- Assignment
Find every line in the records below that holds the word "return", and copy it out.

- Dataset content
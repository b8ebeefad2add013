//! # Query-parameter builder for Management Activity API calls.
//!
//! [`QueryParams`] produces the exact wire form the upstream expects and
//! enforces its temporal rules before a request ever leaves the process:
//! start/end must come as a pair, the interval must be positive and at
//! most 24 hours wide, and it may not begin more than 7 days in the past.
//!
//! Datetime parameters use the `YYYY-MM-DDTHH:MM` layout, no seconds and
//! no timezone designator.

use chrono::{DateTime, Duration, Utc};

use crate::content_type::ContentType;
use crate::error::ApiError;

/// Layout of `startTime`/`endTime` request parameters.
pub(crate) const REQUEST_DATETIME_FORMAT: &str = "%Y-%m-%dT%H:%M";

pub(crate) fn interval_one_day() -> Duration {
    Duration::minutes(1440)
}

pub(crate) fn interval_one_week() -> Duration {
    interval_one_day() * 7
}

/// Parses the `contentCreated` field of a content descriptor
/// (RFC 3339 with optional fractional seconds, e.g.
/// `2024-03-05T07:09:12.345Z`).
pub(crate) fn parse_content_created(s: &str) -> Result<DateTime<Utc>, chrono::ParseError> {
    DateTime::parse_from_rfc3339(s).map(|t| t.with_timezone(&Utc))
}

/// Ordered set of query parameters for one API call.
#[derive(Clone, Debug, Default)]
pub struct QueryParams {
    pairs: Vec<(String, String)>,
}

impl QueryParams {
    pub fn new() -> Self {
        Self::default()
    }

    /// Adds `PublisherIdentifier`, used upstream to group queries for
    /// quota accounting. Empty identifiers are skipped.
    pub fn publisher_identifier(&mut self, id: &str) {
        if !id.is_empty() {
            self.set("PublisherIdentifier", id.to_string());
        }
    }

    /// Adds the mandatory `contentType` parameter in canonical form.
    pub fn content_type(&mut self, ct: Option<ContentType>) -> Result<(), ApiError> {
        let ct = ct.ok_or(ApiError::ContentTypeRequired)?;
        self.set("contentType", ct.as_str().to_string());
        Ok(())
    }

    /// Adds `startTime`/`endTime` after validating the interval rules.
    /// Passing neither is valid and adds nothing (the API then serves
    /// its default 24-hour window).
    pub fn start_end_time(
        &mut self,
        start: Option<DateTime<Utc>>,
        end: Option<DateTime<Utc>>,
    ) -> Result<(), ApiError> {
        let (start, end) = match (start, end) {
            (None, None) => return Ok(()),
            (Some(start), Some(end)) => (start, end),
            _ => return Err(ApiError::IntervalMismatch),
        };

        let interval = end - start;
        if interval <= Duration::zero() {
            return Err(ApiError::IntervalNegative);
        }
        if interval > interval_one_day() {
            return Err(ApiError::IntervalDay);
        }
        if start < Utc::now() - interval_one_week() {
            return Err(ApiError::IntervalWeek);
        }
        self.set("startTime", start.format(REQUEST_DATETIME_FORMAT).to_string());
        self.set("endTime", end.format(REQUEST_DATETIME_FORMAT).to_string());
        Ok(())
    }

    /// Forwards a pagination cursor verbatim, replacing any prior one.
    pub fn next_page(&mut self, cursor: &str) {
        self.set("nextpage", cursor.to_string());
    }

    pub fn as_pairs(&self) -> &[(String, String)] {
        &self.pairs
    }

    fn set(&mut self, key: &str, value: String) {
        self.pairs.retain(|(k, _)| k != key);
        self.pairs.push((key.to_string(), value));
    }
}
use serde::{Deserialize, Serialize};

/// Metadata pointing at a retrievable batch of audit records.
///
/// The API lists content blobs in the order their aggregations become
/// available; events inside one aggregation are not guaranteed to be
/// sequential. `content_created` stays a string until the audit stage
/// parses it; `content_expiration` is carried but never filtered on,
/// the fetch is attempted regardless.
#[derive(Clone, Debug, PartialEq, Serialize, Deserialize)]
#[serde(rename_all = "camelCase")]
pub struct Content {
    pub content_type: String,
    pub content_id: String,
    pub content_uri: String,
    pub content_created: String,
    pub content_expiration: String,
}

- Answer below
            (None, None) => return Ok(()),
            _ => return Err(ApiError::IntervalMismatch),
            return Err(ApiError::IntervalNegative);
            return Err(ApiError::IntervalDay);
            return Err(ApiError::IntervalWeek);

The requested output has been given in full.